Using TensorFlow backend.





## Starting a AWS SageMaker Instance
Import specific libraries in an AWS SageMaker Notebook Instance. This will not work in a normal Jupyter Notebook environment. Once you have the libraries, you will start a session and connect your data. 

In [27]:
# AWS  Sagemaker Needed using AWS Sagemaker Notebook Instance

import sagemaker
from sagemaker.tensorflow import TensorFlow
from tensorflow.python.keras.preprocessing.image import load_img

In [28]:
sagemaker_session = sagemaker.Session()

In [29]:
role = sagemaker.get_execution_role()

## S3 Bucket Connection
Here I am connecting my S3 bucket. You MUST have 'sagemaker-' as the prefix on the name of your bucket for this to work. Please note that once the bucket is made, you cannot rename the bucket, however, you can move the data from one bucket to another if you make this mistake. 

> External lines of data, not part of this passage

//! The interpreter's event monitoring facility.
//!
//! [`Monitoring`] decides whether an event reaches the registered hooks: the event
//! class must be watched for the running routine or globally, and the exact site
//! must not have been disabled by an earlier dispatch. Disabled sites stay silent
//! until [`Monitor::resynchronize`].

use crate::{error::ScriptError, syntax::parse_expression};
use rustc_hash::{FxHashMap, FxHashSet};
use std::{
    fmt,
    sync::{Mutex, PoisonError, RwLock, Weak},
};
use waypoint_engine::{
    Dispatch, EventHooks, EventKind, EventSet, Frame, HostError, Monitor, MonitorError, RoutineId,
    Scope,
};

#[derive(Debug, Default)]
struct State {
    watched: FxHashMap<Scope, EventSet>,
    disabled: FxHashSet<(RoutineId, EventKind, u32)>,
}

struct Registration {
    tool: String,
    hooks: Weak<dyn EventHooks>,
}

/// Per-interpreter monitoring state.
#[derive(Default)]
pub struct Monitoring {
    state: Mutex<State>,
    registration: RwLock<Option<Registration>>,
}

impl Monitoring {
    /// Creates a monitor that watches nothing.
    #[must_use]
    pub fn new() -> Self {
        Self::default()
    }

    /// Name of the registered tool, if any.
    #[must_use]
    pub fn tool(&self) -> Option<String> {
        self.registration
            .read()
            .unwrap_or_else(PoisonError::into_inner)
            .as_ref()
            .map(|registration| registration.tool.clone())
    }

    /// Number of sites currently disabled.
    #[must_use]
    pub fn disabled_sites(&self) -> usize {
        self.state().disabled.len()
    }

    fn state(&self) -> std::sync::MutexGuard<'_, State> {
        self.state.lock().unwrap_or_else(PoisonError::into_inner)
    }

    fn armed(&self, routine: RoutineId, kind: EventKind, line: u32) -> bool {
        let state = self.state();
        let watched = [Scope::Routine(routine), Scope::Global]
            .iter()
            .filter_map(|scope| state.watched.get(scope))
            .fold(EventSet::empty(), |acc, set| acc | *set);
        watched.contains(kind.as_set()) && !state.disabled.contains(&(routine, kind, line))
    }

    /// Delivers an event from the running frame to the registered hooks.
    ///
    /// No lock is held while the hooks run, so handlers may change what is watched.
    ///
    /// # Errors
    ///
    /// A handler failed; the error aborts the running script.
    pub fn deliver(&self, frame: &mut dyn Frame, kind: EventKind) -> Result<(), ScriptError> {
        let routine = frame.routine().id();
        let line = frame.line();
        if !self.armed(routine, kind, line) {
            return Ok(());
        }

        let hooks = self
            .registration
            .read()
            .unwrap_or_else(PoisonError::into_inner)
            .as_ref()
            .and_then(|registration| registration.hooks.upgrade());
        let Some(hooks) = hooks else {
            return Ok(());
        };

        if hooks.on_event(frame, kind)? == Dispatch::Disable {
            log::trace!("disabling {kind} events at line {line} of {routine}");
            self.state().disabled.insert((routine, kind, line));
        }
        Ok(())
    }
}

impl Monitor for Monitoring {
    fn watch(&self, scope: Scope, events: EventSet) -> Result<(), MonitorError> {
        *self.state().watched.entry(scope).or_default() |= events;
        Ok(())
    }

    fn unwatch(&self, scope: Scope, events: EventSet) -> Result<(), MonitorError> {
        let mut state = self.state();
        if let Some(current) = state.watched.get_mut(&scope) {
            current.remove(events);
            if current.is_empty() {
                state.watched.remove(&scope);
            }
        }
        Ok(())
    }

    fn watched(&self, scope: Scope) -> EventSet {
        self.state().watched.get(&scope).copied().unwrap_or_default()
    }

    fn resynchronize(&self) -> Result<(), MonitorError> {
        self.state().disabled.clear();
        Ok(())
    }

    fn register_hooks(&self, tool: &str, hooks: Weak<dyn EventHooks>) -> Result<(), MonitorError> {
        let mut registration = self
            .registration
            .write()
            .unwrap_or_else(PoisonError::into_inner);
        if let Some(current) = registration.as_ref()
            && current.hooks.strong_count() > 0
        {
            return Err(MonitorError::new(format!(
                "tool `{}` is already registered",
                current.tool
            )));
        }
        *registration = Some(Registration {
            tool: tool.to_owned(),
            hooks,
        });
        Ok(())
    }

    fn check_expression(&self, source: &str) -> Result<(), HostError> {
        parse_expression(source)?;
        Ok(())
    }
}

impl fmt::Debug for Monitoring {
    fn fmt(&self, f: &mut fmt::Formatter<'_>) -> fmt::Result {
        f.debug_struct("Monitoring")
            .field("state", &*self.state())
            .field("tool", &self.tool())
            .finish()
    }
}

A special thanks to Aren Carpenter for helping troubleshoot issues with the S3 buckets. 


In [30]:
bucket = 'sagemaker-postscriptml' # AWS S3 Bucket path to dataset
train_instance_type = 'ml.m4.xlarge' # AWS EC2 Instance used for training
deploy_instance_type = 'ml.m4.xlarge' # AWS EC2 Instance used for deployment
hyperparameters = {'learning_rate': 0.001, 'decay': 0.0001}

In [31]:
train_input_path = 's3://{}/TRAIN'.format(bucket) # Path to training data 
test_input_path = 's3://{}/TEST'.format(bucket) # Path to test data
validation_input_path = 's3://{}/VALIDATION'.format(bucket) # Path to validation data 

## Running Models with Scripts 

Once I had my data set up, I created the model using TensorFlow. These steps varied when using Python 3 or 2.7. Using 2.7 I was able to list the training and evaluation steps, otherwise in python 3, the version of python had to be specified and training/evaluation steps had to be moved to my hyperparameter dictionary. 

I read in the script from my SCRIPTS folder on my repo. There you can find each Script that I tested. I then logged each accuracy and also the highest step accuracy from the evaluation to keep track of my modeling scripts. 

I utilized the tutorial on Amazon SageMaker and scripting from Paul Breton to base my scripts and models on for AWS. 

## Metrics

I used binary cross-entropy as the loss function and accuracy (binary accuracy) as the metrics for this CNN. I worked to minimize loss as much as I could as the baseline had a decent accuracy, but the loss was 1.0. 

So far the best model is my model_script_iii which has a loss of .343 and a binary accuracy score of .9375.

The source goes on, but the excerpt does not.